GIVEN RECORDS:
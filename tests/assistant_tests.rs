// Text-generation client tests
// These exercise the real HTTP client against an unreachable endpoint, and
// verify the store absorbs such failures into the apology reply.

// Import common test utilities
mod common;
use common::{seeded_store, setup_logging, test_user};

use std::sync::Arc;

use chrono::Utc;

use palaver::assistant::{GeminiClient, GenerateError, TextGenerator};
use palaver::config::AssistantConfig;
use palaver::store::{ChatStore, ASSISTANT_CHAT_ID, ASSISTANT_FALLBACK_REPLY};

// Port 9 (discard) is reserved and nothing listens there.
fn unreachable_config() -> AssistantConfig {
    AssistantConfig {
        api_key: "test-key".to_string(),
        model: "gemini-2.0-flash".to_string(),
        base_url: "http://127.0.0.1:9".to_string(),
    }
}

/// A connection failure surfaces as a transport error, not a panic.
#[tokio::test]
async fn test_unreachable_endpoint_is_transport_error() {
    setup_logging();

    println!("\n=== Testing unreachable generation endpoint ===");

    let client = GeminiClient::new(&unreachable_config());
    let result = client.generate("hello").await;

    match result {
        Err(GenerateError::Transport(e)) => {
            println!("✅ Got transport error as expected: {}", e);
        }
        Err(other) => panic!("Expected a transport error, got: {}", other),
        Ok(reply) => panic!("Expected an error, got a reply: {}", reply),
    }

    println!("=== Unreachable endpoint test completed ===\n");
}

/// The store turns a real client failure into the apology reply; the user's
/// message survives either way.
#[tokio::test]
async fn test_store_absorbs_real_client_failure() {
    setup_logging();

    println!("\n=== Testing store with a failing real client ===");

    let client = Arc::new(GeminiClient::new(&unreachable_config()));
    let (store, _update_rx) = ChatStore::new(test_user(), client);
    store.seed_demo().await;

    store
        .send_message(
            ASSISTANT_CHAT_ID,
            "anyone there?",
            "2",
            &Utc::now().to_rfc3339(),
        )
        .await;

    let messages = store.messages(ASSISTANT_CHAT_ID).await;
    assert_eq!(messages.len(), 2);
    assert_eq!(messages[0].text, "anyone there?");
    assert_eq!(messages[1].text, ASSISTANT_FALLBACK_REPLY);
    assert_eq!(messages[1].sender_id, ASSISTANT_CHAT_ID);
    assert!(!store.is_generating());
    println!("✅ Failure produced the apology reply");

    println!("=== Failing real client test completed ===\n");
}

/// The stubbed store path also works end to end through the trait object,
/// so the seam the real client plugs into stays honest.
#[tokio::test]
async fn test_trait_seam_with_stub() {
    setup_logging();

    let (store, _update_rx) =
        seeded_store(common::StubGenerator::replying("Here to help.")).await;

    store
        .send_message(ASSISTANT_CHAT_ID, "ping", "2", &Utc::now().to_rfc3339())
        .await;

    let messages = store.messages(ASSISTANT_CHAT_ID).await;
    assert_eq!(messages.last().unwrap().text, "Here to help.");
}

HOW TO COMPLETE THIS TASK:
Using the data above, restate every record word for word.

TASK RESPONSE:
filename tests/assistant_tests.rs
// Text-generation client tests
// These exercise the real HTTP client against an unreachable endpoint, and
// verify the store absorbs such failures into the apology reply.

// Import common test utilities
mod common;
use common::{seeded_store, setup_logging, test_user};

use std::sync::Arc;

use chrono::Utc;

use palaver::assistant::{GeminiClient, GenerateError, TextGenerator};
use palaver::config::AssistantConfig;
use palaver::store::{ChatStore, ASSISTANT_CHAT_ID, ASSISTANT_FALLBACK_REPLY};

// Port 9 (discard) is reserved and nothing listens there.
fn unreachable_config() -> AssistantConfig {
    AssistantConfig {
        api_key: "test-key".to_string(),
        model: "gemini-2.0-flash".to_string(),
        base_url: "http://127.0.0.1:9".to_string(),
    }
}

/// A connection failure surfaces as a transport error, not a panic.
#[tokio::test]
async fn test_unreachable_endpoint_is_transport_error() {
    setup_logging();

    println!("\n=== Testing unreachable generation endpoint ===");

    let client = GeminiClient::new(&unreachable_config());
    let result = client.generate("hello").await;

    match result {
        Err(GenerateError::Transport(e)) => {
            println!("✅ Got transport error as expected: {}", e);
        }
        Err(other) => panic!("Expected a transport error, got: {}", other),
        Ok(reply) => panic!("Expected an error, got a reply: {}", reply),
    }

    println!("=== Unreachable endpoint test completed ===\n");
}

/// The store turns a real client failure into the apology reply; the user's
/// message survives either way.
#[tokio::test]
async fn test_store_absorbs_real_client_failure() {
    setup_logging();

    println!("\n=== Testing store with a failing real client ===");

    let client = Arc::new(GeminiClient::new(&unreachable_config()));
    let (store, _update_rx) = ChatStore::new(test_user(), client);
    store.seed_demo().await;

    store
        .send_message(
            ASSISTANT_CHAT_ID,
            "anyone there?",
            "2",
            &Utc::now().to_rfc3339(),
        )
        .await;

    let messages = store.messages(ASSISTANT_CHAT_ID).await;
    assert_eq!(messages.len(), 2);
    assert_eq!(messages[0].text, "anyone there?");
    assert_eq!(messages[1].text, ASSISTANT_FALLBACK_REPLY);
    assert_eq!(messages[1].sender_id, ASSISTANT_CHAT_ID);
    assert!(!store.is_generating());
    println!("✅ Failure produced the apology reply");

    println!("=== Failing real client test completed ===\n");
}

/// The stubbed store path also works end to end through the trait object,
/// so the seam the real client plugs into stays honest.
#[tokio::test]
async fn test_trait_seam_with_stub() {
    setup_logging();

    let (store, _update_rx) =
        seeded_store(common::StubGenerator::replying("Here to help.")).await;

    store
        .send_message(ASSISTANT_CHAT_ID, "ping", "2", &Utc::now().to_rfc3339())
        .await;

    let messages = store.messages(ASSISTANT_CHAT_ID).await;
    assert_eq!(messages.last().unwrap().text, "Here to help.");
}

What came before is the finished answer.